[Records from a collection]

※ ※ ※

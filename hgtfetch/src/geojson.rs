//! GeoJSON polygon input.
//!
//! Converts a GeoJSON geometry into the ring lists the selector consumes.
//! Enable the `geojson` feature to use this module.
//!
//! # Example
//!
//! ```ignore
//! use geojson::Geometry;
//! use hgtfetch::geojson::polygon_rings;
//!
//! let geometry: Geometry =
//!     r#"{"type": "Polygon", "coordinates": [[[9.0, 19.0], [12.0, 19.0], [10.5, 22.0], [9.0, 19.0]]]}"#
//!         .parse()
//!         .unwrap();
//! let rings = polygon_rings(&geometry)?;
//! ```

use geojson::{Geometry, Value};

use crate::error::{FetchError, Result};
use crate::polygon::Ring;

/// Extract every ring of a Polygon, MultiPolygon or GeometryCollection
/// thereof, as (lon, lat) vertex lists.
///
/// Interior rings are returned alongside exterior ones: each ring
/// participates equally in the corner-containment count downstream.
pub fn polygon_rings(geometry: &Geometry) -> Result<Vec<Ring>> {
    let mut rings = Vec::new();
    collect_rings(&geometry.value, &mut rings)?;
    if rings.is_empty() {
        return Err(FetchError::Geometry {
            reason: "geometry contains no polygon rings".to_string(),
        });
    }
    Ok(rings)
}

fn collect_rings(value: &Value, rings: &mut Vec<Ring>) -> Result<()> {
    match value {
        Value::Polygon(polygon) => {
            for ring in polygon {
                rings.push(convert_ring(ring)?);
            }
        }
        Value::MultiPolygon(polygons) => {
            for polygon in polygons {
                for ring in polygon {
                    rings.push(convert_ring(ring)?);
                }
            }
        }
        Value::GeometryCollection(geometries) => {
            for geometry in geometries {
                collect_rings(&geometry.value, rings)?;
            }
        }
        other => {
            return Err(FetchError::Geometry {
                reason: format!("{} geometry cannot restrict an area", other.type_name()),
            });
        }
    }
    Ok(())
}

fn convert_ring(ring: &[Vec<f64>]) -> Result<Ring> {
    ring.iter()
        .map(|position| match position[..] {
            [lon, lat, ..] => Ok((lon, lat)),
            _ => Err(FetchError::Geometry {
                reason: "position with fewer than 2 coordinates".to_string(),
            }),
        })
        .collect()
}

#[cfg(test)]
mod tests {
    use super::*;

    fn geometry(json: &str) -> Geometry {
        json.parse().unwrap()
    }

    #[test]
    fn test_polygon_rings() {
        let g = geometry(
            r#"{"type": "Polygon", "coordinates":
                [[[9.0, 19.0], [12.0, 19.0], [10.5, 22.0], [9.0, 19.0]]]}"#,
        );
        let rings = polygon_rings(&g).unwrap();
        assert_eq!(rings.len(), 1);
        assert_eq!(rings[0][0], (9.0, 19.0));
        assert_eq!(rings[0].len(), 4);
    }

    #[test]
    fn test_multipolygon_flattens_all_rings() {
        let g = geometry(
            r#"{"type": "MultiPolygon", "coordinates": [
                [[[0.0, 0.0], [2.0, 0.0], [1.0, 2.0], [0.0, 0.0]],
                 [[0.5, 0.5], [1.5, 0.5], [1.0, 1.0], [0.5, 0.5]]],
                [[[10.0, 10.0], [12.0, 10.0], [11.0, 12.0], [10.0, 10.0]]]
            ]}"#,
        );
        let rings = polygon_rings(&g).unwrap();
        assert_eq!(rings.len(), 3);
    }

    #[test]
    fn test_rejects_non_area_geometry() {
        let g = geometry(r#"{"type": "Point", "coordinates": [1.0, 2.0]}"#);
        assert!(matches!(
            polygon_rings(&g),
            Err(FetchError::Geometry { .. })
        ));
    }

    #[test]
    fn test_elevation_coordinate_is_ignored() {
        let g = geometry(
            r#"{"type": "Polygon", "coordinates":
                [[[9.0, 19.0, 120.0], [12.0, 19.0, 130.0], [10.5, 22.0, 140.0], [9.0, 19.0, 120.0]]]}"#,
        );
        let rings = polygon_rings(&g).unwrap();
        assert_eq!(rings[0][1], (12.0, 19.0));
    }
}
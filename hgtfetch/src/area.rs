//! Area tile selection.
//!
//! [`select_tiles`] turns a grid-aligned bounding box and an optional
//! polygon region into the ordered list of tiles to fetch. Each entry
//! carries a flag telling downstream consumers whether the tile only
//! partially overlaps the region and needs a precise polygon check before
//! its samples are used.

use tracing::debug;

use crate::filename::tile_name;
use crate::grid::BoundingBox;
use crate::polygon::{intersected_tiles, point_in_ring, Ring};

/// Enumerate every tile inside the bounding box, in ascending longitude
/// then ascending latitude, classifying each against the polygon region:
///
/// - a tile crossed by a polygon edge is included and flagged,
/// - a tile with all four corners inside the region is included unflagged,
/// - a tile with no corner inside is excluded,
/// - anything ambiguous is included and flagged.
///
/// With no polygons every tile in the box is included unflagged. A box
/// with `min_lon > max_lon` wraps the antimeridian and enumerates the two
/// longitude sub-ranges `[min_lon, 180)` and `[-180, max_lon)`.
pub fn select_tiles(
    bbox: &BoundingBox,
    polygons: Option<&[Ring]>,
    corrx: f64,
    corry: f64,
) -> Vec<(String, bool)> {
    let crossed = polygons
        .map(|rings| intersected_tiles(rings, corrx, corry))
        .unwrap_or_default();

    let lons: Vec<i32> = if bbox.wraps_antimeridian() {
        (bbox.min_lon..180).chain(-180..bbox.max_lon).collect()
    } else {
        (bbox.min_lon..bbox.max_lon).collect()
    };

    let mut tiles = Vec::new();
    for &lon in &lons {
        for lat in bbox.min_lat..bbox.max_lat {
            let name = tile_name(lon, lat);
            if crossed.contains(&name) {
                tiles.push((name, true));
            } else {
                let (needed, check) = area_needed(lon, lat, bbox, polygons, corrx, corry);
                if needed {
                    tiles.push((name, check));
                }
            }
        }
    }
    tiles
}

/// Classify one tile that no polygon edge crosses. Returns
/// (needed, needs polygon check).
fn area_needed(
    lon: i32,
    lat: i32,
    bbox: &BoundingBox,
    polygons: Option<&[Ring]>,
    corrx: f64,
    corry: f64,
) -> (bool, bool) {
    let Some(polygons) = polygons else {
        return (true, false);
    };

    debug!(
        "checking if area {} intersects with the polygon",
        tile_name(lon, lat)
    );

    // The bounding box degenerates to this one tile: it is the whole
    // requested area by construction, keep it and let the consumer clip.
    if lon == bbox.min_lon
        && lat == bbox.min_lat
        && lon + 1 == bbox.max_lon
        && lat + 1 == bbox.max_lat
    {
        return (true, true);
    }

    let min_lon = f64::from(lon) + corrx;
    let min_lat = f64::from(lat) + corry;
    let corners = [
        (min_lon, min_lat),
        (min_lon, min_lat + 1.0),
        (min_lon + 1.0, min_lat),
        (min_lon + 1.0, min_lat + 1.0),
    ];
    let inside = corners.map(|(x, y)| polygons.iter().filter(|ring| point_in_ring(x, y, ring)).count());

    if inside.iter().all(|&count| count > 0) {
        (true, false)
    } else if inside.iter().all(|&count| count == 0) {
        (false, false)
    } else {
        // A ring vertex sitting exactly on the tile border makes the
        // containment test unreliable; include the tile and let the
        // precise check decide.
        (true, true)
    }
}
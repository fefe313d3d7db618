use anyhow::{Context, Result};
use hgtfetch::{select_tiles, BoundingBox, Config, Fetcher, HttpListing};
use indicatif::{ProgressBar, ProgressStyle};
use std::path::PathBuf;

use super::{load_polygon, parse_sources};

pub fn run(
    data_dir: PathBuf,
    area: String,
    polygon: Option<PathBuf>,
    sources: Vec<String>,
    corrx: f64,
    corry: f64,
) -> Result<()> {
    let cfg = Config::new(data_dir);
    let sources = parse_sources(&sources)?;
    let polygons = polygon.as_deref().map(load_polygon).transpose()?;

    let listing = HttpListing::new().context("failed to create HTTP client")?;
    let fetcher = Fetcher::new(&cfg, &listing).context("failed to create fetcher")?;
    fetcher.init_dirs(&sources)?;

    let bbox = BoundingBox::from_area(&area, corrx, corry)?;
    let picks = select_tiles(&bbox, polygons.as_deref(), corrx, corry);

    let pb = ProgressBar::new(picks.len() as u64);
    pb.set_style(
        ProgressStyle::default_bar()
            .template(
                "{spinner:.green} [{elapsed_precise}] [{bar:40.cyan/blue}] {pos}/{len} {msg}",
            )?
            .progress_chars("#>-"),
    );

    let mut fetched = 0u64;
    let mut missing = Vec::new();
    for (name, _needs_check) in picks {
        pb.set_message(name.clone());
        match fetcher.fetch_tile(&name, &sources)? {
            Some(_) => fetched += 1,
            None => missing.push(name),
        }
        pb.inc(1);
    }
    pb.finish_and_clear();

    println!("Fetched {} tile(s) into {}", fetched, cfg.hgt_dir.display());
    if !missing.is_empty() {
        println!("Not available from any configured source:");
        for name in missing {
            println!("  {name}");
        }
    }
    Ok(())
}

※ ※ ※

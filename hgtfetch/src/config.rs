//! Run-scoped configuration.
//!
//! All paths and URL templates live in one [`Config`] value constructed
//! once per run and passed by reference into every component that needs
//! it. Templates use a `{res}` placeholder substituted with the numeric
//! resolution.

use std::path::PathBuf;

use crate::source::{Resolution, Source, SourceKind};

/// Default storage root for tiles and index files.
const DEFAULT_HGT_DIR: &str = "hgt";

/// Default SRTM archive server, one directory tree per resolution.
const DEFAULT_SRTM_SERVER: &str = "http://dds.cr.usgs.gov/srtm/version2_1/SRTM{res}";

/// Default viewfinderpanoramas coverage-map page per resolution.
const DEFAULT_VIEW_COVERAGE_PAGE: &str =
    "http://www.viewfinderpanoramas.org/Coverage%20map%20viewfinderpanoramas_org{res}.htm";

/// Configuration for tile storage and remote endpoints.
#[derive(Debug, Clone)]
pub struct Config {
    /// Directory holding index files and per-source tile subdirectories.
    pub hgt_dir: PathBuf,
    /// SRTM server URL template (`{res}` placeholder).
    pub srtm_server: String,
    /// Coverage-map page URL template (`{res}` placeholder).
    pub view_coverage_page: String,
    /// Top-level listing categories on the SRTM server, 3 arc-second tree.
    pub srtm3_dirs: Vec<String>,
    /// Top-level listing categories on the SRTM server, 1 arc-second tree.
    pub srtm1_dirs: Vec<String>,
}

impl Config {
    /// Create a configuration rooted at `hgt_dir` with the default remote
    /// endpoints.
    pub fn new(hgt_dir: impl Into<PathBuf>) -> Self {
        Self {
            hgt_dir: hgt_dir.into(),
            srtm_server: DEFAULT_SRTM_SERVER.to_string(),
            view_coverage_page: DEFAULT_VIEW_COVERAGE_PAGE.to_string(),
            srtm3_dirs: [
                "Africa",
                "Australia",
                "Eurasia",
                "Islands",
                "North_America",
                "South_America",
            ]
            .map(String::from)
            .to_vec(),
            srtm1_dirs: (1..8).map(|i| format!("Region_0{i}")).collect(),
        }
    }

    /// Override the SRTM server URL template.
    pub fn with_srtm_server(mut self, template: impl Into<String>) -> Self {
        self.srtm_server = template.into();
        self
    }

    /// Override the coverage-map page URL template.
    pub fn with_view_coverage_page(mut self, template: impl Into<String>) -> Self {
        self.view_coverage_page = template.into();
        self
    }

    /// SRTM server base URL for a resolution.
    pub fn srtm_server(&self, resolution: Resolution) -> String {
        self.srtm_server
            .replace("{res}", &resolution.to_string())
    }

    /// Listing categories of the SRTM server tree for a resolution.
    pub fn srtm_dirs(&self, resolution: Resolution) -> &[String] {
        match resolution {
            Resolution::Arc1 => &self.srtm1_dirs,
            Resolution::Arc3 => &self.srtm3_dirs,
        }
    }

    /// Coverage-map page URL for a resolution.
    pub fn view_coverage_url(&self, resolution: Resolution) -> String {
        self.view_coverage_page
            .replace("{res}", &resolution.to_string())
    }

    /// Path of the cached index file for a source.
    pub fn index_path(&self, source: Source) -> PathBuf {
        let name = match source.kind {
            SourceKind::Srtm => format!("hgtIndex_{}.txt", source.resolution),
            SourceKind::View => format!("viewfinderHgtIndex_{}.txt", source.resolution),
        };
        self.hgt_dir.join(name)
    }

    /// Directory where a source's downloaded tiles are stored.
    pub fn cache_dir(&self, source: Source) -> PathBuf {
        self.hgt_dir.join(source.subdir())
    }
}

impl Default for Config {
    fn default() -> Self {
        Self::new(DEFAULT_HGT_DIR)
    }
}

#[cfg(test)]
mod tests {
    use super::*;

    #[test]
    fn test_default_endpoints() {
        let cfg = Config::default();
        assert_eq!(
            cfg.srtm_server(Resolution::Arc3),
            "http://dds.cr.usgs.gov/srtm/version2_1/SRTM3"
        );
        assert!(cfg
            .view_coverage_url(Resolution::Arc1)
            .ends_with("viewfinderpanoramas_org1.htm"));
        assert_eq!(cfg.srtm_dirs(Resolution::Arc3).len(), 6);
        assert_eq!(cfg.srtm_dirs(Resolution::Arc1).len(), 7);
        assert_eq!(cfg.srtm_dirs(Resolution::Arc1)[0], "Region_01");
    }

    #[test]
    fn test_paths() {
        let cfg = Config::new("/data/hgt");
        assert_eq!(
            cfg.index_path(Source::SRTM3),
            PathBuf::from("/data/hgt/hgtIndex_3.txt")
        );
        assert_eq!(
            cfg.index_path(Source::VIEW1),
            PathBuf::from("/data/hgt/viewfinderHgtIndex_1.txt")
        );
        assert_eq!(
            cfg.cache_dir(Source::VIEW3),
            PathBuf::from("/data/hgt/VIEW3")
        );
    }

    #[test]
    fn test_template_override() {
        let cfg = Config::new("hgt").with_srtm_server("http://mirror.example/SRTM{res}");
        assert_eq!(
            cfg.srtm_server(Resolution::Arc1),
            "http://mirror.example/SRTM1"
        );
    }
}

※ ※ ※

Would you print exactly, and only, the lines of the data above from the line with "filename hgtfetch/src/geojson.rs" through the line with "pub fn polygon_rings(geometry: &Geometry)", inclusive?

# Exercise result:
filename hgtfetch/src/geojson.rs
//! GeoJSON polygon input.
//!
//! Converts a GeoJSON geometry into the ring lists the selector consumes.
//! Enable the `geojson` feature to use this module.
//!
//! # Example
//!
//! ```ignore
//! use geojson::Geometry;
//! use hgtfetch::geojson::polygon_rings;
//!
//! let geometry: Geometry =
//!     r#"{"type": "Polygon", "coordinates": [[[9.0, 19.0], [12.0, 19.0], [10.5, 22.0], [9.0, 19.0]]]}"#
//!         .parse()
//!         .unwrap();
//! let rings = polygon_rings(&geometry)?;
//! ```

use geojson::{Geometry, Value};

use crate::error::{FetchError, Result};
use crate::polygon::Ring;

/// Extract every ring of a Polygon, MultiPolygon or GeometryCollection
/// thereof, as (lon, lat) vertex lists.
///
/// Interior rings are returned alongside exterior ones: each ring
/// participates equally in the corner-containment count downstream.
pub fn polygon_rings(geometry: &Geometry) -> Result<Vec<Ring>> {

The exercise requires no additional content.